Palo Duro Canyon is located on the southern high plains, an area called El Llano Estacado or "staked plains." The rim of the canyon is considered part of the short grass prairie while the elevated moisture of the canyon floor supports a greater diversity of plants including some medium and tall grass species along with shrubs and trees. Common plant species include sideoats grama, big bluestem, Indian blanket, star thistle, fragrant sumac, mesquite, and cottonwood trees. Several juniper species are also common.
Due to diverse habitats, Palo Duro Canyon contains many species of wildlife including the rare Texas Horned Lizard, and Palo Duro Mouse. Other species include wild turkey, white tail and mule deer, barbary sheep, coyotes, cottontail rabbits, roadrunners, and western diamondback rattlesnakes. Palo Duro Canyon State Park is known for its rustic charm, and for that very reason, we would like to encourage visitors not to feed the wildlife. On the canyon rim, longhorn steers which are a part of the official Texas State Longhorn Herd, may be viewed from the main road.

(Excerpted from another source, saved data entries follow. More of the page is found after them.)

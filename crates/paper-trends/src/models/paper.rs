//! Paper and per-paper summary records as written by the fetch and summarize stages.

use chrono::{DateTime, FixedOffset, NaiveDate};
use serde::{Deserialize, Serialize};

/// A research paper from the fetch stage.
#[derive(Debug, Clone, Default, PartialEq, Eq, Serialize, Deserialize)]
pub struct Paper {
    /// Unique paper identifier (arXiv ID).
    pub id: String,

    /// Paper title.
    #[serde(default)]
    pub title: String,

    /// Paper abstract.
    #[serde(default)]
    pub r#abstract: String,

    /// Authors in byline order.
    #[serde(default)]
    pub authors: Vec<String>,

    /// Category tags (e.g., "cs.AI", "cs.CL").
    #[serde(default)]
    pub categories: Vec<String>,

    /// Primary category tag.
    #[serde(default)]
    pub primary_category: Option<String>,

    /// First publication timestamp, with the offset it was recorded in.
    #[serde(default)]
    pub published: Option<DateTime<FixedOffset>>,

    /// Last update timestamp.
    #[serde(default)]
    pub updated: Option<DateTime<FixedOffset>>,

    /// Direct PDF link.
    #[serde(default)]
    pub pdf_url: Option<String>,

    /// Abstract page link.
    #[serde(default)]
    pub entry_url: Option<String>,

    /// Author comment (page count, venue, ...).
    #[serde(default)]
    pub comment: Option<String>,

    /// Journal reference.
    #[serde(default)]
    pub journal_ref: Option<String>,

    /// Digital Object Identifier.
    #[serde(default)]
    pub doi: Option<String>,
}

impl Paper {
    /// Title and abstract joined by a space, the unit of text analysis.
    #[must_use]
    pub fn text(&self) -> String {
        format!("{} {}", self.title, self.r#abstract)
    }

    /// Calendar day of publication in the timestamp's own offset, if known.
    #[must_use]
    pub fn published_date(&self) -> Option<NaiveDate> {
        self.published.map(|ts| ts.date_naive())
    }

    /// Up to `n` category tags joined by commas.
    #[must_use]
    pub fn category_list(&self, n: usize) -> String {
        self.categories.iter().take(n).map(String::as_str).collect::<Vec<_>>().join(", ")
    }
}

/// A per-paper summary from the summarize stage.
///
/// Records are matched to papers by position; the remaining paper fields the
/// summarizer copies along are ignored.
#[derive(Debug, Clone, Default, PartialEq, Eq, Serialize, Deserialize)]
pub struct PaperSummary {
    /// Summary body.
    #[serde(default)]
    pub summary: Option<SummaryContent>,
}

impl PaperSummary {
    /// Structured fields, when the summary has them.
    #[must_use]
    pub fn structured(&self) -> Option<&StructuredSummary> {
        match self.summary.as_ref()? {
            SummaryContent::Structured(s) => Some(s),
            SummaryContent::Text(_) => None,
        }
    }
}

/// Summary body: either structured fields or free Markdown text.
#[derive(Debug, Clone, PartialEq, Eq, Serialize, Deserialize)]
#[serde(untagged)]
pub enum SummaryContent {
    /// Structured summary with named fields.
    Structured(StructuredSummary),
    /// Free text summary.
    Text(String),
}

/// Structured summary fields used to enrich the narrative prompt.
#[derive(Debug, Clone, Default, PartialEq, Eq, Serialize, Deserialize)]
pub struct StructuredSummary {
    /// Key innovation of the paper.
    #[serde(default)]
    pub key_innovation: String,

    /// Main method used.
    #[serde(default)]
    pub main_method: String,
}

The canyon is approximately 120 miles long, 20 miles wide, and 800 feet deep. Extending from Canyon to Silverton, Palo Duro Canyon was formed primarily by water erosion from the Prairie Dog Town Fork of the Red River, which began to carve the canyon less than one million years ago. The slopes of the canyon reveal the colorful natural history of the area.Dating back 250 million years, the oldest layers of rock, Cloud Chief Gypsum, can only be seen in a few areas in the canyon. The next oldest and most prominent layer of rock is the Quartermaster Formation which can be seen with its distinctive red claystone/sandstone and white layers of gypsum.
The Tecovas Formation is located directly above the Quartermaster and is composed of yellow, gray, and lavender mudstone and sandstone. Together with the Quartermaster, they form the colorful triangular slopes called Spanish Skirts. Above the Tecovas, the Truijillo and Ogallala formations can be viewed. The Ogallala is composed of sand, silt, clay, and limestone, which compose the hard caprock.

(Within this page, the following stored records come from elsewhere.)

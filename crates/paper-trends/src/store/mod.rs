//! Artifact persistence.
//!
//! The engine writes every artifact through [`ArtifactStore`], addressed by a
//! flat key such as `latest.json`. [`FsStore`] maps keys to files in one
//! directory; [`MemoryStore`] keeps them in a map for tests and embedding.

mod fs;
mod memory;
mod snapshot;

use serde::Serialize;
use serde::de::DeserializeOwned;

pub use fs::FsStore;
pub use memory::MemoryStore;
pub use snapshot::{load_papers, load_summaries};

use crate::error::StoreResult;

/// Artifact keys for one analysis date.
pub mod keys {
    /// Most recent analysis result.
    pub const LATEST: &str = "latest.json";

    /// Most recent Markdown report.
    pub const LATEST_REPORT: &str = "latest_report.md";

    /// Dated analysis result.
    #[must_use]
    pub fn analysis(date: &str) -> String {
        format!("analysis_{date}.json")
    }

    /// Dated Markdown report.
    #[must_use]
    pub fn report(date: &str) -> String {
        format!("report_{date}.md")
    }

    /// Dated word-frequency image.
    #[must_use]
    pub fn wordcloud(date: &str) -> String {
        format!("wordcloud_{date}.svg")
    }
}

/// Key-addressed artifact storage.
///
/// Writing an existing key replaces it.
pub trait ArtifactStore: Send + Sync {
    /// Store `bytes` under `key` and return where it ended up.
    fn put(&self, key: &str, bytes: &[u8]) -> StoreResult<String>;

    /// Bytes stored under `key`.
    fn get(&self, key: &str) -> StoreResult<Vec<u8>>;

    /// True if `key` has been written.
    fn exists(&self, key: &str) -> bool;

    /// Location a key would be written to.
    fn location(&self, key: &str) -> String;
}

/// Serialize `value` as pretty JSON under `key`.
pub fn put_json<T: Serialize + ?Sized>(
    store: &dyn ArtifactStore,
    key: &str,
    value: &T,
) -> StoreResult<String> {
    let bytes = serde_json::to_vec_pretty(value)?;
    store.put(key, &bytes)
}

/// Deserialize the JSON stored under `key`.
pub fn get_json<T: DeserializeOwned>(store: &dyn ArtifactStore, key: &str) -> StoreResult<T> {
    let bytes = store.get(key)?;
    Ok(serde_json::from_slice(&bytes)?)
}

#[cfg(test)]
mod tests {
    use super::*;

    #[test]
    fn test_dated_keys() {
        assert_eq!(keys::analysis("2024-05-01"), "analysis_2024-05-01.json");
        assert_eq!(keys::report("2024-05-01"), "report_2024-05-01.md");
        assert_eq!(keys::wordcloud("2024-05-01"), "wordcloud_2024-05-01.svg");
    }

    #[test]
    fn test_json_helpers() {
        let store = MemoryStore::new();
        put_json(&store, "numbers.json", &vec![1, 2, 3]).unwrap();
        let back: Vec<i32> = get_json(&store, "numbers.json").unwrap();
        assert_eq!(back, vec![1, 2, 3]);
    }
}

Man has inhabited Palo Duro Canyon for approximately 12,000 years. The Clovis and Folsom people first resided in the canyon and hunted large herds of mammoth and giant bison. Later on, other cultures such as the Apaches, Comanches, and Kiowas utilized the canyon?s abundant resources.
Early Spanish Explorers are believed to have discovered the area and dubbed the canyon "Palo Duro" which is Spanish for "hard wood" in reference to the abundant mesquite and juniper trees. However, an American did not officially discover the canyon until 1852 when Captain Marcy ventured into the area while searching for the headwaters of the Red River.

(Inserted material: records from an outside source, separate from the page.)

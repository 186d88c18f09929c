//! Configuration for the analysis engine and its generative-text provider.

use std::path::PathBuf;
use std::time::Duration;

use crate::error::{AnalysisError, EngineResult, GenerationError, GenerationResult};
use crate::models::Provider;

/// Engine defaults.
pub mod defaults {
    use std::time::Duration;

    /// Keywords kept by the lexical weighter.
    pub const TOP_KEYWORDS: usize = 50;

    /// Latent topics fitted by the topic model.
    pub const NUM_TOPICS: usize = 5;

    /// Ranked terms reported per topic.
    pub const TERMS_PER_TOPIC: usize = 10;

    /// Gibbs sweeps over the corpus.
    pub const TOPIC_ITERATIONS: usize = 20;

    /// Seed for the topic model sampler.
    pub const TOPIC_SEED: u64 = 42;

    /// Vocabulary cap for the bag-of-words representation.
    pub const MAX_VOCABULARY: usize = 1000;

    /// A term must appear in at least this many documents.
    pub const MIN_DOCUMENT_FREQUENCY: usize = 2;

    /// A term may appear in at most this share of documents.
    pub const MAX_DOCUMENT_RATIO: f64 = 0.8;

    /// Categories kept in the statistics distribution.
    pub const TOP_CATEGORIES: usize = 10;

    /// Authors kept in the statistics distribution.
    pub const TOP_AUTHORS: usize = 10;

    /// Words kept in the statistics word counts.
    pub const TOP_WORDS: usize = 30;

    /// Minimum paper count for a prolific author.
    pub const PROLIFIC_THRESHOLD: usize = 2;

    /// Papers listed in the narrative prompt.
    pub const PROMPT_PAPERS: usize = 30;

    /// Keywords listed in the narrative prompt.
    pub const PROMPT_KEYWORDS: usize = 30;

    /// Terms listed per topic in the narrative prompt.
    pub const PROMPT_TOPIC_TERMS: usize = 8;

    /// Output token budget for the narrative request.
    pub const NARRATIVE_MAX_TOKENS: u32 = 3000;

    /// Words drawn in the word-frequency image.
    pub const WORDCLOUD_WORDS: usize = 100;

    /// Language the narrative is requested in.
    pub const RESPONSE_LANGUAGE: &str = "English";

    /// Directory artifacts are written to.
    pub const OUTPUT_DIR: &str = "data/analysis";

    /// Sampling temperature for providers.
    pub const TEMPERATURE: f32 = 0.7;

    /// Output token budget when a call does not set one.
    pub const MAX_TOKENS: u32 = 1500;

    /// Provider request timeout.
    pub const REQUEST_TIMEOUT: Duration = Duration::from_secs(180);

    /// Provider connection timeout.
    pub const CONNECT_TIMEOUT: Duration = Duration::from_secs(10);
}

/// Tunables for one analysis run.
#[derive(Debug, Clone, PartialEq)]
pub struct AnalysisConfig {
    /// Keywords returned by the lexical weighter.
    pub top_keywords: usize,

    /// Number of latent topics.
    pub num_topics: usize,

    /// Terms reported per topic.
    pub terms_per_topic: usize,

    /// Topic model iterations.
    pub topic_iterations: usize,

    /// Topic model seed.
    pub topic_seed: u64,

    /// Bag-of-words vocabulary cap.
    pub max_vocabulary: usize,

    /// Minimum document frequency (absolute).
    pub min_document_frequency: usize,

    /// Maximum document frequency (share of the corpus).
    pub max_document_ratio: f64,

    /// Top-K for category counts.
    pub top_categories: usize,

    /// Top-K for author counts.
    pub top_authors: usize,

    /// Top-K for word counts.
    pub top_words: usize,

    /// Papers rendered in the narrative prompt.
    pub prompt_papers: usize,

    /// Keywords rendered in the narrative prompt.
    pub prompt_keywords: usize,

    /// Terms rendered per topic in the narrative prompt.
    pub prompt_topic_terms: usize,

    /// Output token budget for the narrative.
    pub narrative_max_tokens: u32,

    /// Words drawn in the word-frequency image.
    pub wordcloud_words: usize,

    /// Narrative response language.
    pub response_language: String,
}

impl AnalysisConfig {
    /// Reject settings the algorithms cannot work with.
    pub fn validate(&self) -> EngineResult<()> {
        if self.num_topics == 0 {
            return Err(AnalysisError::invalid_config("num_topics", "must be at least 1"));
        }
        if self.min_document_frequency == 0 {
            return Err(AnalysisError::invalid_config(
                "min_document_frequency",
                "must be at least 1",
            ));
        }
        if !(self.max_document_ratio > 0.0 && self.max_document_ratio <= 1.0) {
            return Err(AnalysisError::invalid_config(
                "max_document_ratio",
                "must be in (0, 1]",
            ));
        }
        Ok(())
    }
}

impl Default for AnalysisConfig {
    fn default() -> Self {
        Self {
            top_keywords: defaults::TOP_KEYWORDS,
            num_topics: defaults::NUM_TOPICS,
            terms_per_topic: defaults::TERMS_PER_TOPIC,
            topic_iterations: defaults::TOPIC_ITERATIONS,
            topic_seed: defaults::TOPIC_SEED,
            max_vocabulary: defaults::MAX_VOCABULARY,
            min_document_frequency: defaults::MIN_DOCUMENT_FREQUENCY,
            max_document_ratio: defaults::MAX_DOCUMENT_RATIO,
            top_categories: defaults::TOP_CATEGORIES,
            top_authors: defaults::TOP_AUTHORS,
            top_words: defaults::TOP_WORDS,
            prompt_papers: defaults::PROMPT_PAPERS,
            prompt_keywords: defaults::PROMPT_KEYWORDS,
            prompt_topic_terms: defaults::PROMPT_TOPIC_TERMS,
            narrative_max_tokens: defaults::NARRATIVE_MAX_TOKENS,
            wordcloud_words: defaults::WORDCLOUD_WORDS,
            response_language: defaults::RESPONSE_LANGUAGE.to_string(),
        }
    }
}

/// Generative-text provider configuration.
#[derive(Clone)]
pub struct LlmConfig {
    /// Selected provider.
    pub provider: Provider,

    /// Model name.
    pub model: String,

    /// API key (optional for vLLM).
    pub api_key: Option<String>,

    /// API base URL (for proxies, self-hosted servers and mock servers).
    pub base_url: String,

    /// Sampling temperature.
    pub temperature: f32,

    /// Default output token budget.
    pub max_tokens: u32,

    /// Request timeout.
    pub request_timeout: Duration,

    /// Connection timeout.
    pub connect_timeout: Duration,
}

impl LlmConfig {
    /// Create a configuration with the provider's defaults.
    #[must_use]
    pub fn new(provider: Provider, api_key: Option<String>) -> Self {
        Self {
            provider,
            model: provider.default_model().to_string(),
            api_key,
            base_url: provider.default_base_url().to_string(),
            temperature: defaults::TEMPERATURE,
            max_tokens: defaults::MAX_TOKENS,
            request_timeout: defaults::REQUEST_TIMEOUT,
            connect_timeout: defaults::CONNECT_TIMEOUT,
        }
    }

    /// Create a test configuration pointing at a mock server.
    #[must_use]
    pub fn for_testing(provider: Provider, base_url: &str) -> Self {
        Self {
            api_key: Some("test-key".to_string()),
            base_url: base_url.trim_end_matches('/').to_string(),
            request_timeout: Duration::from_secs(5),
            connect_timeout: Duration::from_secs(2),
            ..Self::new(provider, None)
        }
    }

    /// Override the model name.
    #[must_use]
    pub fn with_model(mut self, model: impl Into<String>) -> Self {
        self.model = model.into();
        self
    }

    /// Create configuration from environment variables.
    ///
    /// Reads `LLM_PROVIDER`, the provider's API key variable(s), its base URL
    /// variable, and `LLM_MODEL` / `LLM_TEMPERATURE` / `LLM_MAX_TOKENS`.
    pub fn from_env() -> anyhow::Result<Self> {
        let provider = match std::env::var("LLM_PROVIDER") {
            Ok(p) => p.parse::<Provider>().map_err(|e| anyhow::anyhow!(e))?,
            Err(_) => Provider::default(),
        };
        Self::from_env_for(provider)
    }

    /// Create configuration for a specific provider from environment variables.
    pub fn from_env_for(provider: Provider) -> anyhow::Result<Self> {
        let api_key =
            provider.api_key_env_vars().iter().find_map(|var| std::env::var(var).ok());
        let mut config = Self::new(provider, api_key);

        if let Some(var) = provider.base_url_env_var() {
            if let Ok(url) = std::env::var(var) {
                config.base_url = url.trim_end_matches('/').to_string();
            }
        }

        let model_var = if provider == Provider::Vllm { "VLLM_MODEL" } else { "LLM_MODEL" };
        if let Ok(model) = std::env::var(model_var).or_else(|_| std::env::var("LLM_MODEL")) {
            config.model = model;
        }
        if let Ok(t) = std::env::var("LLM_TEMPERATURE") {
            config.temperature = t.parse()?;
        }
        if let Ok(m) = std::env::var("LLM_MAX_TOKENS") {
            config.max_tokens = m.parse()?;
        }

        config.validate()?;
        Ok(config)
    }

    /// Check the base URL parses and a key is present where required.
    pub fn validate(&self) -> GenerationResult<()> {
        url::Url::parse(&self.base_url).map_err(|e| {
            GenerationError::config(format!("invalid base URL '{}': {e}", self.base_url))
        })?;

        if self.provider.requires_api_key() && self.api_key.is_none() {
            let var = self.provider.api_key_env_vars().first().copied().unwrap_or("API_KEY");
            return Err(GenerationError::missing_api_key(self.provider.name(), var));
        }
        Ok(())
    }

    /// Check if an API key is configured.
    #[must_use]
    pub const fn has_api_key(&self) -> bool {
        self.api_key.is_some()
    }
}

impl std::fmt::Debug for LlmConfig {
    fn fmt(&self, f: &mut std::fmt::Formatter<'_>) -> std::fmt::Result {
        f.debug_struct("LlmConfig")
            .field("provider", &self.provider)
            .field("model", &self.model)
            .field("has_api_key", &self.has_api_key())
            .field("base_url", &self.base_url)
            .field("temperature", &self.temperature)
            .field("max_tokens", &self.max_tokens)
            .finish_non_exhaustive()
    }
}

/// Top-level configuration.
#[derive(Debug, Clone)]
pub struct Config {
    /// Analysis tunables.
    pub analysis: AnalysisConfig,

    /// Provider settings; `None` runs the narrative step in degraded mode.
    pub llm: Option<LlmConfig>,

    /// Directory artifacts are written to.
    pub output_dir: PathBuf,
}

impl Config {
    /// Create a configuration with default analysis settings.
    #[must_use]
    pub fn new(llm: Option<LlmConfig>) -> Self {
        Self {
            analysis: AnalysisConfig::default(),
            llm,
            output_dir: PathBuf::from(defaults::OUTPUT_DIR),
        }
    }

    /// Create configuration from environment variables.
    ///
    /// Loads `.env` first. Setting `LLM_PROVIDER=none` disables the provider,
    /// as does a provider that is missing its API key.
    pub fn from_env() -> anyhow::Result<Self> {
        dotenv::dotenv().ok();

        let llm = match std::env::var("LLM_PROVIDER").as_deref() {
            Ok("none" | "") => None,
            _ => match LlmConfig::from_env() {
                Ok(llm) => Some(llm),
                Err(e) => {
                    tracing::warn!(error = %e, "LLM provider not configured, narrative disabled");
                    None
                }
            },
        };

        let mut config = Self::new(llm);
        if let Ok(dir) = std::env::var("ANALYSIS_OUTPUT_DIR") {
            config.output_dir = PathBuf::from(dir);
        }
        if let Ok(lang) = std::env::var("ANALYSIS_LANGUAGE") {
            config.analysis.response_language = lang;
        }
        if let Ok(n) = std::env::var("ANALYSIS_TOP_KEYWORDS") {
            config.analysis.top_keywords = n.parse()?;
        }
        if let Ok(k) = std::env::var("ANALYSIS_NUM_TOPICS") {
            config.analysis.num_topics = k.parse()?;
        }
        Ok(config)
    }
}

impl Default for Config {
    fn default() -> Self {
        Self::new(None)
    }
}

#[cfg(test)]
mod tests {
    use super::*;

    #[test]
    fn test_analysis_defaults() {
        let config = AnalysisConfig::default();
        assert_eq!(config.top_keywords, 50);
        assert_eq!(config.num_topics, 5);
        assert_eq!(config.topic_seed, 42);
        assert!(config.validate().is_ok());
    }

    #[test]
    fn test_analysis_validate_rejects_zero_topics() {
        let config = AnalysisConfig { num_topics: 0, ..AnalysisConfig::default() };
        assert!(config.validate().is_err());
    }

    #[test]
    fn test_llm_config_requires_key() {
        let config = LlmConfig::new(Provider::Claude, None);
        assert!(!config.has_api_key());
        assert!(matches!(config.validate(), Err(GenerationError::MissingApiKey { .. })));

        let vllm = LlmConfig::new(Provider::Vllm, None);
        assert!(vllm.validate().is_ok());
    }

    #[test]
    fn test_llm_config_rejects_bad_url() {
        let mut config = LlmConfig::new(Provider::OpenAi, Some("k".to_string()));
        config.base_url = "not a url".to_string();
        assert!(matches!(config.validate(), Err(GenerationError::Config(_))));
    }

    #[test]
    fn test_debug_hides_key() {
        let config = LlmConfig::new(Provider::OpenAi, Some("sk-secret".to_string()));
        let debug = format!("{config:?}");
        assert!(!debug.contains("sk-secret"));
        assert!(debug.contains("has_api_key: true"));
    }
}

In 1874, Palo Duro Canyon was a battle site during the Red River Wars. Col. Mackenzie, under orders from the US Government, apprehended the Native Americans residing in the canyon by first capturing 1,400 horses and then later destroying the majority of the herd. Unable to escape, the Native Americans surrendered and were transported to reservations in Oklahoma. Then, from 1876 until 1890, most of the canyon belonged to the J.A. Ranch and was operated by Col. Charles Goodnight.
Life on the Edge? Webcast archives - Featuring Palo Duro Canyon State Park and the Panhandle Plains MuseumSee the archives of this broadcast from Texas largest history museum, the Panhandle-Plains Historical Museum. Learn about the people, animals and plants that call this area home.
Canoncita Ranch added to Palo Duro Canyon State Park. Texas Parks and Wildlife has purchased 2,036 acres adjacent to Palo Duro Canyon State Park along the park's southern boundary. Read more...
Activities: Park activities include camping, horseback riding, hiking, nature study, bird watching, mountain biking, and scenic drives.
While in the park, stop by and enjoy our Visitor Center located on the Canyon Rim. This rustic native stone building was constructed by the CCC in 1934 and houses a Museum and Museum Store. The store is located in the Visitor Center and features books, potter, jewelry, and educational items pertaining to the Canyon.